Hate Me Now, Thank Me Later: How to raise your kid with love and limits. Dr. Berman Robin
“I was a college athlete. I come from a long line of athletes. My son loves art. Go figure. I always pictured having a son who would watch football with me and throw a ball around in the backyard. Instead we spent a lot of Sundays at Michaels art supplies. I would watch his eyes light up as he dreamed up his next project. I guess that is what being a good dad is all about, seeing your kid for who he really is, and then finding a way to love him for exactly that.”
—Father
Bravo, Dad. Let go of judgment until you truly understand—your kid, the situation, and how he or she sees it. Just listening makes your child feel loved.
“The first duty of love is to listen.”
—Paul Tillich, Christian philosopher
“Sometimes we forget to listen to our children. Yet listening can be very powerful. I think children, like adults, have a very strong need to be truly heard—not only heard for what they are saying on the surface, but for the feelings behind their words.”
—Laura Carlin, blogger and author
Hearing the meaning behind words takes careful active listening. Kids don’t always need you to fix the problem, much less to lecture, but they do need you to listen. Don’t under-estimate the value of listening without judgment. Really being heard and understood defuses big emotions and makes us feel comforted and connected.

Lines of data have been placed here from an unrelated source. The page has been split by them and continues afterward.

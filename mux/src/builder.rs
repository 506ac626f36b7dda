//! Multiplexer builder with fluent API.

use crate::dispatch::{Dispatcher, FixedThreadPool};
use crate::error::Error;
use crate::mux::ChannelMux;
use crate::options::SocketOptions;
use crate::selector::{self, Side};
use std::sync::Arc;
use std::thread;

const DEFAULT_POOL_DEPTH: usize = 1024;

/// Builder for a [`ChannelMux`].
///
/// # Example
///
/// ```ignore
/// use chanmux::{ChannelMux, FixedThreadPool, SocketOptions};
/// use std::sync::Arc;
///
/// let mux = ChannelMux::builder("app")
///     .options(SocketOptions::default())
///     .dispatcher(Arc::new(FixedThreadPool::new("app", 4, 1024)))
///     .queues(2)
///     .build()?;
/// ```
pub struct MuxBuilder {
    name: String,
    options: SocketOptions,
    dispatcher: Option<Arc<dyn Dispatcher>>,
    queues: usize,
}

impl MuxBuilder {
    /// Create a builder. `name` tags selector threads and log lines.
    pub fn new(name: impl Into<String>) -> Self {
        Self {
            name: name.into(),
            options: SocketOptions::default(),
            dispatcher: None,
            queues: 1,
        }
    }

    /// Set the socket option policy for new sockets.
    pub fn options(mut self, options: SocketOptions) -> Self {
        self.options = options;
        self
    }

    /// Set the worker pool that runs application callbacks.
    ///
    /// Defaults to a [`FixedThreadPool`] sized to the machine's
    /// parallelism.
    pub fn dispatcher(mut self, dispatcher: Arc<dyn Dispatcher>) -> Self {
        self.dispatcher = Some(dispatcher);
        self
    }

    /// Set the number of selector queue pairs (`queues` read loops plus
    /// `queues` write loops). Must be at least 1. Default: 1.
    pub fn queues(mut self, queues: usize) -> Self {
        self.queues = queues;
        self
    }

    /// Allocate the pollers and registration queues and assemble the
    /// multiplexer. Loops are not launched until `start()`.
    pub fn build(self) -> Result<ChannelMux, Error> {
        if self.queues == 0 {
            return Err(Error::InvalidQueues);
        }
        let dispatcher = self.dispatcher.unwrap_or_else(|| {
            let threads = thread::available_parallelism()
                .map(|n| n.get())
                .unwrap_or(4);
            Arc::new(FixedThreadPool::new(&self.name, threads, DEFAULT_POOL_DEPTH))
        });

        let mut read_fronts = Vec::with_capacity(self.queues);
        let mut write_fronts = Vec::with_capacity(self.queues);
        let mut seeds = Vec::with_capacity(self.queues * 2);
        for index in 0..self.queues {
            let (front, seed) = selector::loop_parts(Side::Read, index)?;
            read_fronts.push(front);
            seeds.push(seed);
            let (front, seed) = selector::loop_parts(Side::Write, index)?;
            write_fronts.push(front);
            seeds.push(seed);
        }

        Ok(ChannelMux::from_parts(
            self.name,
            self.options,
            dispatcher,
            read_fronts,
            write_fronts,
            seeds,
        ))
    }
}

Sometimes you have to set aside the small stuff that blocks connection. A mum was in the basement cleaning out toys to give to charity. She came upon a chess set with giant pieces, but a pawn was missing its bottom stand. The mum told her daughter, Ally, that they couldn’t give away an incomplete set. Mum went back to her sorting, but Ally was determined to give a whole chess set to someone.
Twenty minutes later, an excited Ally exclaimed, “Look, I fixed it!” Mum turned around to see both Ally and a white couch cushion covered in black paint. Ally had glued a wood block to make a new stand and had painted it black to match the pawn. Mum was so focused on the mess that she almost missed Ally’s joy at being resourceful and helpful.
“Oh, no, my couch ...’’ Mum started to stammer. She saw the light fading from her daughter’s eyes. Mum had to think like a chess player, two moves ahead, calming down and not squashing her daughter’s enthusiasm.
“Wow, that was so clever. Someone is going to be so happy to get that chess set now that you have fixed it,” she said.
By checking herself and seeing what her daughter saw, this mum did not let a little paint break a big connection. Later she was able to calmly remind Ally to lay down newspaper the next time she wanted to paint. Now, that is how the game of parenting is played.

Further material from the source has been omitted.